# Activity:
Retype all of the lines below with no changes.

Records for processing: Begin

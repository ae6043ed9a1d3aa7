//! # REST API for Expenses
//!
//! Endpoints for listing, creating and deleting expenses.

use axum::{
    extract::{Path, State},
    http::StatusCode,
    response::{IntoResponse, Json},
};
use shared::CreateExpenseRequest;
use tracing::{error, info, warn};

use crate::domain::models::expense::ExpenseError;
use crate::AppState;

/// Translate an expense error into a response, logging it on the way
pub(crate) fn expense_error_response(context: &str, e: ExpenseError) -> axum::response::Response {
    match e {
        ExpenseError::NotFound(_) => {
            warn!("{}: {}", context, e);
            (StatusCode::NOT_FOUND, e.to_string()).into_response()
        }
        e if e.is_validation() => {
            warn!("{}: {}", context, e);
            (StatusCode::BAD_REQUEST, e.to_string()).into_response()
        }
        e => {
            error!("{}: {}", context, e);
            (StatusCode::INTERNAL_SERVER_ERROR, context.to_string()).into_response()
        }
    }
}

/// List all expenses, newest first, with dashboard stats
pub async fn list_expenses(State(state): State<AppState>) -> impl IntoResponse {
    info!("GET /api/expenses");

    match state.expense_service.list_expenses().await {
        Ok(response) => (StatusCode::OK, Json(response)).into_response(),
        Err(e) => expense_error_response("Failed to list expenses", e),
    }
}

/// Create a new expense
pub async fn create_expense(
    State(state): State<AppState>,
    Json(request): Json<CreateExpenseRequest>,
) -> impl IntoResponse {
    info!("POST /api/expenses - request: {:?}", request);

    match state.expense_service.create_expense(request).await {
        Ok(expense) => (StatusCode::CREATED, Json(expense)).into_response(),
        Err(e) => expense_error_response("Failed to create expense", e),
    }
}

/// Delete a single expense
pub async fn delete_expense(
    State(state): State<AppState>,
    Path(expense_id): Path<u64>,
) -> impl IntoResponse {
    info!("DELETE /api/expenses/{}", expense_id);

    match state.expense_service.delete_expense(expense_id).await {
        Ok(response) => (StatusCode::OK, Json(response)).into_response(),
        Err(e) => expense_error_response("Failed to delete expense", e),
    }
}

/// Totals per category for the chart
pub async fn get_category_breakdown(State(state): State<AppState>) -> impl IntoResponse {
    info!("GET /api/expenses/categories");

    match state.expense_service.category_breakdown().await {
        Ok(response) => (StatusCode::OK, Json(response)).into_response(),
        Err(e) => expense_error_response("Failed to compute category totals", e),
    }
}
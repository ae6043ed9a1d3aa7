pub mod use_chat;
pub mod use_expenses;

Records for processing: End

# Answer for the task:
repository ae6043ed9a1d3aa7
//! # REST API for Expenses
//!
//! Endpoints for listing, creating and deleting expenses.

use axum::{
    extract::{Path, State},
    http::StatusCode,
    response::{IntoResponse, Json},
};
use shared::CreateExpenseRequest;
use tracing::{error, info, warn};

use crate::domain::models::expense::ExpenseError;
use crate::AppState;

/// Translate an expense error into a response, logging it on the way
pub(crate) fn expense_error_response(context: &str, e: ExpenseError) -> axum::response::Response {
    match e {
        ExpenseError::NotFound(_) => {
            warn!("{}: {}", context, e);
            (StatusCode::NOT_FOUND, e.to_string()).into_response()
        }
        e if e.is_validation() => {
            warn!("{}: {}", context, e);
            (StatusCode::BAD_REQUEST, e.to_string()).into_response()
        }
        e => {
            error!("{}: {}", context, e);
            (StatusCode::INTERNAL_SERVER_ERROR, context.to_string()).into_response()
        }
    }
}

/// List all expenses, newest first, with dashboard stats
pub async fn list_expenses(State(state): State<AppState>) -> impl IntoResponse {
    info!("GET /api/expenses");

    match state.expense_service.list_expenses().await {
        Ok(response) => (StatusCode::OK, Json(response)).into_response(),
        Err(e) => expense_error_response("Failed to list expenses", e),
    }
}

/// Create a new expense
pub async fn create_expense(
    State(state): State<AppState>,
    Json(request): Json<CreateExpenseRequest>,
) -> impl IntoResponse {
    info!("POST /api/expenses - request: {:?}", request);

    match state.expense_service.create_expense(request).await {
        Ok(expense) => (StatusCode::CREATED, Json(expense)).into_response(),
        Err(e) => expense_error_response("Failed to create expense", e),
    }
}

/// Delete a single expense
pub async fn delete_expense(
    State(state): State<AppState>,
    Path(expense_id): Path<u64>,
) -> impl IntoResponse {
    info!("DELETE /api/expenses/{}", expense_id);

    match state.expense_service.delete_expense(expense_id).await {
        Ok(response) => (StatusCode::OK, Json(response)).into_response(),
        Err(e) => expense_error_response("Failed to delete expense", e),
    }
}

/// Totals per category for the chart
pub async fn get_category_breakdown(State(state): State<AppState>) -> impl IntoResponse {
    info!("GET /api/expenses/categories");

    match state.expense_service.category_breakdown().await {
        Ok(response) => (StatusCode::OK, Json(response)).into_response(),
        Err(e) => expense_error_response("Failed to compute category totals", e),
    }
}
repository ae6043ed9a1d3aa7
pub mod use_chat;
pub mod use_expenses;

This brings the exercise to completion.